_Instructions for the task_
Whenever a line contains the string "scope", copy it out of the entries.

Start of Records shown

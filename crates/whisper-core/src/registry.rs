//! Connection registry for Whisper.
//!
//! The registry maps each identity to the one session currently serving it,
//! and separately tracks every live connection by session id. A connection
//! superseded by a newer session for the same identity stays live (and keeps
//! receiving presence notices) until it closes, even though it is no longer
//! routable. It is the only shared mutable state in the relay, and it exposes
//! nothing but atomic per-identity operations.

use crate::identity::{Identity, SessionId};
use crate::message::Delivery;
use dashmap::DashMap;
use std::sync::Arc;
use std::time::{SystemTime, UNIX_EPOCH};
use tokio::sync::mpsc;
use tracing::{debug, trace};
use whisper_protocol::ServerEvent;

/// The connection side of a session: where deliveries for it are queued.
///
/// Handles are cheap to clone. Two handles are equal when they refer to the
/// same session, regardless of identity.
#[derive(Debug, Clone)]
pub struct SessionHandle {
    id: SessionId,
    identity: Identity,
    display_name: Option<Arc<str>>,
    created_at: u64,
    sender: mpsc::UnboundedSender<Delivery>,
}

impl SessionHandle {
    /// Create a handle that delivers into `sender`.
    #[must_use]
    pub fn new(
        id: SessionId,
        identity: Identity,
        display_name: Option<String>,
        sender: mpsc::UnboundedSender<Delivery>,
    ) -> Self {
        let created_at = SystemTime::now()
            .duration_since(UNIX_EPOCH)
            .map(|d| d.as_millis() as u64)
            .unwrap_or(0);

        Self {
            id,
            identity,
            display_name: display_name.map(Arc::from),
            created_at,
            sender,
        }
    }

    /// The session this handle belongs to.
    #[must_use]
    pub fn id(&self) -> SessionId {
        self.id
    }

    /// The identity the session is bound to.
    #[must_use]
    pub fn identity(&self) -> &Identity {
        &self.identity
    }

    /// Display name from the credential, if any.
    #[must_use]
    pub fn display_name(&self) -> Option<&str> {
        self.display_name.as_deref()
    }

    /// Creation time in milliseconds since the Unix epoch.
    #[must_use]
    pub fn created_at(&self) -> u64 {
        self.created_at
    }

    /// Queue a shared event. Returns `false` if the connection is gone.
    pub fn deliver(&self, event: Arc<ServerEvent>) -> bool {
        self.sender.send(Delivery::Event(event)).is_ok()
    }

    /// Queue an event. Returns `false` if the connection is gone.
    pub fn send(&self, event: ServerEvent) -> bool {
        self.deliver(Arc::new(event))
    }

    /// Ask the connection to close. Returns `false` if it is already gone.
    pub fn evict(&self) -> bool {
        self.sender.send(Delivery::Evict).is_ok()
    }

    /// Whether the receiving side has shut down.
    #[must_use]
    pub fn is_closed(&self) -> bool {
        self.sender.is_closed()
    }
}

impl PartialEq for SessionHandle {
    fn eq(&self, other: &Self) -> bool {
        self.id == other.id
    }
}

impl Eq for SessionHandle {}

/// Identity to session map, plus the set of live connections.
#[derive(Debug, Default)]
pub struct Registry {
    sessions: DashMap<Identity, SessionHandle>,
    live: DashMap<SessionId, SessionHandle>,
}

impl Registry {
    /// Create an empty registry.
    #[must_use]
    pub fn new() -> Self {
        Self::default()
    }

    /// Register `handle` under its identity, replacing any existing entry.
    ///
    /// Returns the superseded handle. Its connection is left untouched; closing
    /// it is the caller's decision.
    pub fn register(&self, handle: SessionHandle) -> Option<SessionHandle> {
        let identity = handle.identity().clone();
        let session = handle.id();
        self.live.insert(session, handle.clone());
        let previous = self.sessions.insert(identity.clone(), handle);

        match &previous {
            Some(old) => debug!(
                identity = %identity,
                session = %session,
                superseded = %old.id(),
                "Session replaced existing registration"
            ),
            None => debug!(identity = %identity, session = %session, "Session registered"),
        }

        previous
    }

    /// Remove `session` from the live set, and the entry for `identity` only if
    /// it still belongs to `session`.
    ///
    /// The ownership check and the removal happen under the same shard lock.
    /// Returns `false` when a newer session owns the entry, or there is none.
    pub fn unregister(&self, identity: &Identity, session: SessionId) -> bool {
        self.live.remove(&session);

        let removed = self
            .sessions
            .remove_if(identity, |_, current| current.id() == session)
            .is_some();

        if removed {
            debug!(identity = %identity, session = %session, "Session unregistered");
        } else {
            trace!(identity = %identity, session = %session, "Stale unregister ignored");
        }

        removed
    }

    /// The session currently registered for `identity`.
    #[must_use]
    pub fn lookup(&self, identity: &Identity) -> Option<SessionHandle> {
        self.sessions.get(identity).map(|entry| entry.value().clone())
    }

    /// Clone every registered handle.
    ///
    /// Callers fan out over the snapshot so no shard lock is held while sending.
    #[must_use]
    pub fn snapshot(&self) -> Vec<SessionHandle> {
        self.sessions.iter().map(|entry| entry.value().clone()).collect()
    }

    /// Clone every live connection, including superseded ones still open.
    #[must_use]
    pub fn connections(&self) -> Vec<SessionHandle> {
        self.live.iter().map(|entry| entry.value().clone()).collect()
    }

    /// All registered identities.
    #[must_use]
    pub fn identities(&self) -> Vec<Identity> {
        self.sessions.iter().map(|entry| entry.key().clone()).collect()
    }

    /// Number of registered sessions.
    #[must_use]
    pub fn len(&self) -> usize {
        self.sessions.len()
    }

    /// Whether no session is registered.
    #[must_use]
    pub fn is_empty(&self) -> bool {
        self.sessions.is_empty()
    }

    /// Get registry statistics.
    #[must_use]
    pub fn stats(&self) -> RegistryStats {
        RegistryStats {
            active_sessions: self.sessions.len(),
            live_connections: self.live.len(),
        }
    }
}

/// Registry statistics.
#[derive(Debug, Clone, Copy, PartialEq, Eq)]
pub struct RegistryStats {
    /// Number of registered sessions.
    pub active_sessions: usize,
    /// Number of open connections, superseded ones included.
    pub live_connections: usize,
}

#[cfg(test)]
mod tests {
    use super::*;
    use crate::identity::SessionIdSequence;

    fn handle(
        seq: &SessionIdSequence,
        identity: &str,
    ) -> (SessionHandle, mpsc::UnboundedReceiver<Delivery>) {
        let (tx, rx) = mpsc::unbounded_channel();
        (
            SessionHandle::new(seq.next_id(), Identity::new(identity), None, tx),
            rx,
        )
    }

    #[test]
    fn test_register_lookup() {
        let seq = SessionIdSequence::new();
        let registry = Registry::new();
        let (alice, _rx) = handle(&seq, "alice");

        assert!(registry.register(alice.clone()).is_none());
        assert_eq!(registry.lookup(&Identity::new("alice")), Some(alice));
        assert_eq!(registry.len(), 1);
        assert!(registry.lookup(&Identity::new("bob")).is_none());
    }

    #[test]
    fn test_register_replaces_previous() {
        let seq = SessionIdSequence::new();
        let registry = Registry::new();
        let (first, _rx1) = handle(&seq, "alice");
        let (second, _rx2) = handle(&seq, "alice");

        registry.register(first.clone());
        let superseded = registry.register(second.clone());

        assert_eq!(superseded, Some(first.clone()));
        assert_eq!(registry.lookup(&Identity::new("alice")), Some(second));
        assert_eq!(registry.len(), 1);
        // The registry never touches the superseded connection.
        assert!(!first.is_closed());
    }

    #[test]
    fn test_stale_unregister_keeps_newer_entry() {
        let seq = SessionIdSequence::new();
        let registry = Registry::new();
        let (first, _rx1) = handle(&seq, "alice");
        let (second, _rx2) = handle(&seq, "alice");
        let alice = Identity::new("alice");

        registry.register(first.clone());
        registry.register(second.clone());

        assert!(!registry.unregister(&alice, first.id()));
        assert_eq!(registry.lookup(&alice), Some(second.clone()));

        assert!(registry.unregister(&alice, second.id()));
        assert!(registry.lookup(&alice).is_none());
        assert!(registry.is_empty());
    }

    #[test]
    fn test_unregister_unknown_identity() {
        let registry = Registry::new();
        let seq = SessionIdSequence::new();
        assert!(!registry.unregister(&Identity::new("ghost"), seq.next_id()));
    }

    #[test]
    fn test_handle_delivery() {
        let seq = SessionIdSequence::new();
        let (alice, mut rx) = handle(&seq, "alice");

        assert!(alice.send(ServerEvent::hello()));
        assert!(alice.evict());
        assert!(matches!(rx.try_recv(), Ok(Delivery::Event(_))));
        assert!(matches!(rx.try_recv(), Ok(Delivery::Evict)));

        drop(rx);
        assert!(alice.is_closed());
        assert!(!alice.send(ServerEvent::hello()));
    }

    #[test]
    fn test_concurrent_register_unregister() {
        let seq = SessionIdSequence::new();
        let registry = Registry::new();
        let alice = Identity::new("alice");

        let handles: Vec<_> = (0..64).map(|_| handle(&seq, "alice")).collect();

        std::thread::scope(|scope| {
            for (h, _) in &handles {
                let registry = &registry;
                let alice = &alice;
                scope.spawn(move || {
                    registry.register(h.clone());
                    registry.unregister(alice, h.id());
                });
            }
        });

        // The last registration is always followed by its own unregister.
        assert!(registry.is_empty());
        assert!(registry.connections().is_empty());
    }

    #[test]
    fn test_snapshot_and_stats() {
        let seq = SessionIdSequence::new();
        let registry = Registry::new();
        let (alice, _rx1) = handle(&seq, "alice");
        let (bob, _rx2) = handle(&seq, "bob");

        registry.register(alice);
        registry.register(bob);

        assert_eq!(registry.snapshot().len(), 2);
        let mut ids = registry.identities();
        ids.sort();
        assert_eq!(ids, vec![Identity::new("alice"), Identity::new("bob")]);
        assert_eq!(
            registry.stats(),
            RegistryStats {
                active_sessions: 2,
                live_connections: 2
            }
        );
    }

    #[test]
    fn test_superseded_connection_stays_live_until_unregistered() {
        let seq = SessionIdSequence::new();
        let registry = Registry::new();
        let (first, _rx1) = handle(&seq, "alice");
        let (second, _rx2) = handle(&seq, "alice");
        let alice = Identity::new("alice");

        registry.register(first.clone());
        registry.register(second.clone());

        assert_eq!(registry.len(), 1);
        let mut live: Vec<_> = registry.connections().iter().map(SessionHandle::id).collect();
        live.sort();
        assert_eq!(live, vec![first.id(), second.id()]);

        // Stale unregister keeps the identity entry but drops the connection.
        assert!(!registry.unregister(&alice, first.id()));
        assert_eq!(registry.connections(), vec![second.clone()]);
        assert_eq!(registry.lookup(&alice), Some(second.clone()));

        assert!(registry.unregister(&alice, second.id()));
        assert!(registry.connections().is_empty());
        assert_eq!(registry.stats().live_connections, 0);
    }
}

End of Records shown

_Response area_
        std::thread::scope(|scope| {
                scope.spawn(move || {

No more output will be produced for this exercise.